Thursday, May 16, 2019
8pm
An Evening with
Jared Diamond
discussing his book,
Upheaval: Turning Points for Nations in Crisis
Aratani Theatre
Japanese American Cultural & Community Center
244 S. San Pedro Street
Downtown Los Angeles, CA 90012
PURCHASE TICKETS
$75.00 first three rows (includes book)
$55.00 orchestra section (includes book)
$45.00 balcony section (includes book)
$20.00 balcony
Upheaval is the final book in Jared Diamond’s trilogy. Guns, Germs, and Steel and Collapse transformed our understanding of what makes civilizations rise and fall. Upheaval reveals how nations and individuals recover from crisis and become more resilient.

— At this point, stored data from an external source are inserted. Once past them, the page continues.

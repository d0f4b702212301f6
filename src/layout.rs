//! Hierarchical task layout for the Gantt view.
//!
//! Tasks arrive as a flat list with parent references. Within each step the
//! root tasks are ordered by position and each one is followed by its
//! children, recursively, before the next root. Parents are resolved through
//! an id lookup rather than an owned tree.
//!
//! Tasks whose parent is not in the same step are dropped, as are tasks caught
//! in a parent cycle or nested deeper than [`MAX_DEPTH`].

use std::collections::{HashMap, HashSet};

use chrono::NaiveDate;
use tracing::debug;

use crate::error::Result;
use crate::flags::{FeatureFlag, FeatureFlagProvider};
use crate::status::{compute_status, TaskStatusResult};
use crate::task::{DateValue, Task, TaskStatusData};

/// Deepest level the layout will descend to. Roots are level 0.
pub const MAX_DEPTH: usize = 16;

/// A task placed in the display sequence.
#[derive(Debug, Clone, Copy)]
pub struct LayoutRow<'a> {
    pub task: &'a Task,
    pub level: usize,
}

/// Group task indices by step, steps in order of first appearance.
fn group_by_step(tasks: &[Task]) -> Vec<Vec<usize>> {
    let mut order: Vec<Option<&str>> = Vec::new();
    let mut groups: HashMap<Option<&str>, Vec<usize>> = HashMap::new();
    for (i, t) in tasks.iter().enumerate() {
        let key = t.step_id.as_deref();
        groups
            .entry(key)
            .or_insert_with(|| {
                order.push(key);
                Vec::new()
            })
            .push(i);
    }
    order
        .into_iter()
        .filter_map(|k| groups.remove(&k))
        .collect()
}

/// Lay tasks out root-then-children, annotating each with its level.
pub fn layout_tasks(tasks: &[Task]) -> Vec<LayoutRow<'_>> {
    let mut out = Vec::with_capacity(tasks.len());
    for group in group_by_step(tasks) {
        layout_step(tasks, &group, &mut out);
    }
    out
}

fn layout_step<'a>(tasks: &'a [Task], group: &[usize], out: &mut Vec<LayoutRow<'a>>) {
    let mut by_id: HashMap<&str, usize> = HashMap::new();
    for &i in group {
        by_id.entry(tasks[i].id.as_str()).or_insert(i);
    }

    let mut roots = Vec::new();
    let mut children: HashMap<usize, Vec<usize>> = HashMap::new();
    for &i in group {
        match tasks[i].parent_task_id.as_deref() {
            None => roots.push(i),
            Some(pid) => match by_id.get(pid) {
                Some(&p) => children.entry(p).or_default().push(i),
                None => debug!(task = %tasks[i].id, parent = pid, "dropping task with unresolved parent"),
            },
        }
    }
    roots.sort_by_key(|&i| tasks[i].position);
    for siblings in children.values_mut() {
        siblings.sort_by_key(|&i| tasks[i].position);
    }

    let mut visited: HashSet<usize> = HashSet::new();
    let mut stack: Vec<(usize, usize)> = roots.iter().rev().map(|&i| (i, 0)).collect();
    while let Some((i, level)) = stack.pop() {
        if level > MAX_DEPTH || !visited.insert(i) {
            continue;
        }
        out.push(LayoutRow { task: &tasks[i], level });
        if let Some(kids) = children.get(&i) {
            stack.extend(kids.iter().rev().map(|&c| (c, level + 1)));
        }
    }

    let unplaced = group.iter().filter(|&i| !visited.contains(i)).count();
    if unplaced > 0 {
        debug!(unplaced, "tasks left out of hierarchical layout");
    }
}

/// Every task at level 0, by step then position.
pub fn layout_flat(tasks: &[Task]) -> Vec<LayoutRow<'_>> {
    let mut out = Vec::with_capacity(tasks.len());
    for mut group in group_by_step(tasks) {
        group.sort_by_key(|&i| tasks[i].position);
        out.extend(group.into_iter().map(|i| LayoutRow { task: &tasks[i], level: 0 }));
    }
    out
}

/// One bar of the Gantt chart.
#[derive(Debug, Clone)]
pub struct GanttRow<'a> {
    pub task: &'a Task,
    pub level: usize,
    pub status: TaskStatusResult,
    pub bar: Option<(NaiveDate, NaiveDate)>,
}

impl GanttRow<'_> {
    /// Subtasks can only be added under root tasks.
    pub fn can_add_subtask(&self) -> bool {
        self.level == 0
    }
}

fn bar_span(task: &Task) -> Option<(NaiveDate, NaiveDate)> {
    let day = |v: &Option<DateValue>| v.as_ref().and_then(|d| d.to_date());
    let start = day(&task.planned_start).or_else(|| day(&task.actual_start));
    let end = day(&task.planned_end).or_else(|| day(&task.actual_end));
    match (start, end) {
        (Some(s), Some(e)) => Some((s.min(e), s.max(e))),
        (Some(d), None) | (None, Some(d)) => Some((d, d)),
        (None, None) => None,
    }
}

/// Rows and timeline range of the implementation Gantt view.
#[derive(Debug, Clone)]
pub struct GanttLayout<'a> {
    pub rows: Vec<GanttRow<'a>>,
    pub range: Option<(NaiveDate, NaiveDate)>,
    pub hierarchical: bool,
}

impl<'a> GanttLayout<'a> {
    /// Build the view. With the Gantt flag off the rows fall back to a flat list.
    pub fn build(tasks: &'a [Task], today: NaiveDate, flags: &dyn FeatureFlagProvider) -> Self {
        let hierarchical = flags.is_enabled(FeatureFlag::Gantt);
        let placed = if hierarchical { layout_tasks(tasks) } else { layout_flat(tasks) };

        let rows: Vec<GanttRow<'a>> = placed
            .into_iter()
            .map(|r| GanttRow {
                task: r.task,
                level: r.level,
                status: compute_status(&r.task.status_data(), today),
                bar: bar_span(r.task),
            })
            .collect();

        let range = rows
            .iter()
            .filter_map(|r| r.bar)
            .fold(None, |acc: Option<(NaiveDate, NaiveDate)>, (s, e)| match acc {
                None => Some((s, e)),
                Some((lo, hi)) => Some((lo.min(s), hi.max(e))),
            });

        GanttLayout { rows, range, hierarchical }
    }

    pub fn row(&self, task_id: &str) -> Option<&GanttRow<'a>> {
        self.rows.iter().find(|r| r.task.id == task_id)
    }

    /// Rows passing `keep`, plus every ancestor of a passing row so nested
    /// rows are never shown under the wrong parent.
    pub fn retain_with_ancestors<F>(&self, keep: F) -> Vec<&GanttRow<'a>>
    where
        F: Fn(&GanttRow<'a>) -> bool,
    {
        let mut kept = vec![false; self.rows.len()];
        let mut open: Vec<usize> = Vec::new();
        for (i, row) in self.rows.iter().enumerate() {
            open.truncate(row.level);
            if keep(row) {
                kept[i] = true;
                for &ancestor in &open {
                    kept[ancestor] = true;
                }
            }
            open.push(i);
        }
        self.rows.iter().zip(kept).filter(|(_, k)| *k).map(|(r, _)| r).collect()
    }
}

/// Fields of a task about to be created.
#[derive(Debug, Clone, Default)]
pub struct TaskDraft {
    pub title: String,
    pub details: Option<String>,
    pub dates: TaskStatusData,
}

/// Changes to an existing task. `None` leaves a field alone; for dates
/// `Some(None)` clears the field.
#[derive(Debug, Clone, Default)]
pub struct TaskChanges {
    pub title: Option<String>,
    pub details: Option<String>,
    pub planned_start: Option<Option<DateValue>>,
    pub planned_end: Option<Option<DateValue>>,
    pub actual_start: Option<Option<DateValue>>,
    pub actual_end: Option<Option<DateValue>>,
}

/// What a user asked the Gantt view to do. The view never mutates tasks
/// itself; it relays these to an [`IntentSink`].
#[derive(Debug, Clone)]
pub enum LayoutIntent {
    AddRootTask { step_id: Option<String>, draft: TaskDraft },
    AddSubtask { parent_id: String, draft: TaskDraft },
    EditTask { task_id: String, changes: TaskChanges },
    DeleteTask { task_id: String },
}

/// Receiver of layout intents, typically the record store.
pub trait IntentSink {
    /// Carry out the intent and return the id of the affected task.
    fn apply(&mut self, intent: LayoutIntent) -> Result<String>;
}

#[cfg(test)]
mod tests {
    use super::*;
    use crate::flags::StaticFlags;
    use pretty_assertions::assert_eq;

    fn task(id: &str, step: &str, parent: Option<&str>, position: i64) -> Task {
        let mut t = Task::new(id, id.to_uppercase());
        t.step_id = Some(step.to_string());
        t.parent_task_id = parent.map(str::to_string);
        t.position = position;
        t
    }

    fn ids_levels(rows: &[LayoutRow<'_>]) -> Vec<(String, usize)> {
        rows.iter().map(|r| (r.task.id.clone(), r.level)).collect()
    }

    fn ymd(y: i32, m: u32, d: u32) -> NaiveDate {
        NaiveDate::from_ymd_opt(y, m, d).unwrap()
    }

    #[test]
    fn test_roots_followed_by_children() {
        let tasks = vec![
            task("c2a", "s1", Some("r2"), 1),
            task("r2", "s1", None, 2),
            task("c1b", "s1", Some("r1"), 2),
            task("r1", "s1", None, 1),
            task("c1a", "s1", Some("r1"), 1),
        ];
        let expected: Vec<(String, usize)> = [("r1", 0), ("c1a", 1), ("c1b", 1), ("r2", 0), ("c2a", 1)]
            .iter()
            .map(|(id, l)| (id.to_string(), *l))
            .collect();
        assert_eq!(ids_levels(&layout_tasks(&tasks)), expected);
    }

    #[test]
    fn test_steps_in_first_appearance_order() {
        let tasks = vec![
            task("b1", "build", None, 1),
            task("p1", "plan", None, 1),
            task("b0", "build", None, 0),
        ];
        let ids: Vec<String> = layout_tasks(&tasks).iter().map(|r| r.task.id.clone()).collect();
        assert_eq!(ids, vec!["b0", "b1", "p1"]);
    }

    #[test]
    fn test_orphans_are_dropped() {
        let tasks = vec![
            task("r1", "s1", None, 1),
            task("lost", "s1", Some("missing"), 1),
            task("other-step", "s2", Some("r1"), 1),
        ];
        let rows = layout_tasks(&tasks);
        assert_eq!(ids_levels(&rows), vec![("r1".to_string(), 0)]);
    }

    #[test]
    fn test_cycles_are_dropped() {
        let tasks = vec![
            task("r1", "s1", None, 1),
            task("a", "s1", Some("b"), 1),
            task("b", "s1", Some("a"), 2),
            task("self", "s1", Some("self"), 3),
        ];
        assert_eq!(ids_levels(&layout_tasks(&tasks)), vec![("r1".to_string(), 0)]);
    }

    #[test]
    fn test_deeper_nesting_and_depth_bound() {
        let mut tasks = vec![task("n0", "s1", None, 0)];
        for i in 1..=MAX_DEPTH + 3 {
            let parent = format!("n{}", i - 1);
            tasks.push(task(&format!("n{i}"), "s1", Some(&parent), 0));
        }
        let rows = layout_tasks(&tasks);
        assert_eq!(rows.len(), MAX_DEPTH + 1);
        assert_eq!(rows.last().unwrap().level, MAX_DEPTH);
    }

    #[test]
    fn test_equal_positions_keep_input_order() {
        let tasks = vec![task("x", "s1", None, 1), task("y", "s1", None, 1)];
        let ids: Vec<String> = layout_tasks(&tasks).iter().map(|r| r.task.id.clone()).collect();
        assert_eq!(ids, vec!["x", "y"]);
    }

    #[test]
    fn test_gantt_flag_off_is_flat() {
        let tasks = vec![
            task("c1", "s1", Some("r1"), 0),
            task("r1", "s1", None, 1),
        ];
        let layout = GanttLayout::build(&tasks, ymd(2024, 6, 1), &StaticFlags::default());
        assert!(!layout.hierarchical);
        assert_eq!(layout.rows.len(), 2);
        assert!(layout.rows.iter().all(|r| r.level == 0));
        assert_eq!(layout.rows[0].task.id, "c1");
    }

    #[test]
    fn test_gantt_rows_carry_status_and_range() {
        let mut r1 = task("r1", "s1", None, 1);
        r1.planned_start = Some("2024-05-01".into());
        r1.planned_end = Some("2024-05-20".into());
        let mut c1 = task("c1", "s1", Some("r1"), 1);
        c1.actual_start = Some("2024-05-03".into());
        c1.planned_end = Some("2024-06-10".into());
        let tasks = vec![r1, c1];

        let layout = GanttLayout::build(&tasks, ymd(2024, 6, 1), &StaticFlags::all_on());
        assert!(layout.hierarchical);
        assert_eq!(layout.range, Some((ymd(2024, 5, 1), ymd(2024, 6, 10))));

        let root = layout.row("r1").unwrap();
        assert!(root.can_add_subtask());
        assert_eq!(root.status.status.label(), "Overdue - Not Complete on Time");

        let child = layout.row("c1").unwrap();
        assert!(!child.can_add_subtask());
        assert_eq!(child.bar, Some((ymd(2024, 5, 3), ymd(2024, 6, 10))));
        assert_eq!(child.status.status.label(), "In Progress");
    }

    #[test]
    fn test_retain_keeps_ancestors_of_matches() {
        let tasks = vec![
            task("r1", "s1", None, 1),
            task("c1", "s1", Some("r1"), 1),
            task("r2", "s1", None, 2),
            task("c2", "s1", Some("r2"), 1),
            task("g2", "s1", Some("c2"), 1),
        ];
        let layout = GanttLayout::build(&tasks, ymd(2024, 6, 1), &StaticFlags::all_on());
        let kept: Vec<(String, usize)> = layout
            .retain_with_ancestors(|r| r.task.id == "g2" || r.task.id == "r1")
            .iter()
            .map(|r| (r.task.id.clone(), r.level))
            .collect();
        let expected: Vec<(String, usize)> = [("r1", 0), ("r2", 0), ("c2", 1), ("g2", 2)]
            .iter()
            .map(|(id, l)| (id.to_string(), *l))
            .collect();
        assert_eq!(kept, expected);
    }
}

Jared Diamond, a noted polymath, is Professor of Geography at the University of California, Los Angeles. Among his many awards are the U.S. National Medal of Science, Japan’s Cosmos Prize, a MacArthur Foundation Fellowship, a Pulitzer Prize for General Nonfiction, and election to the U.S. National Academy of Sciences. He is the author of the international best-selling books Guns, Germs, and Steel, Collapse, Why Is Sex Fun?, The World until Yesterday, and The Third Chimpanzee, and is the presenter of TV documentary series based on three of those books.
“A riveting and illuminating tour of how nations deal with crises — which might hopefully help humanity as a whole deal with our present global crisis.”―Yuval Noah Harari, author of Sapiens and 21 Lessons for the 21st Century
In his earlier bestsellers Guns, Germs and Steel and Collapse, Jared Diamond transformed our understanding of what makes civilizations rise and fall. Now, in the final book in this monumental trilogy, Upheaval: Turning Points for Nations in Crisis, he reveals how successful nations recover from crisis through selective change — a coping mechanism more commonly associated with personal trauma.
In a dazzling comparative study, Diamond shows us how seven countries have survived defining upheavals in the recent past — from US Commodore Perry’s arrival in Japan to the Soviet invasion of Finland to Pinochet’s regime in Chile — through a process of painful self-appraisal and adaptation, and he identifies patterns in the way that these distinct nations recovered from calamity. Looking ahead to the future, he investigates whether the United States, and the world, are squandering their natural advantages, on a path towards political conflict and decline. Or can we still learn from the lessons of the past?
Adding a psychological dimension to the awe-inspiring grasp of history, geography, economics, and anthropology that marks all Diamond’s work, Upheaval reveals how both nations and individuals can become more resilient. The result is a book that is epic, urgent, and groundbreaking.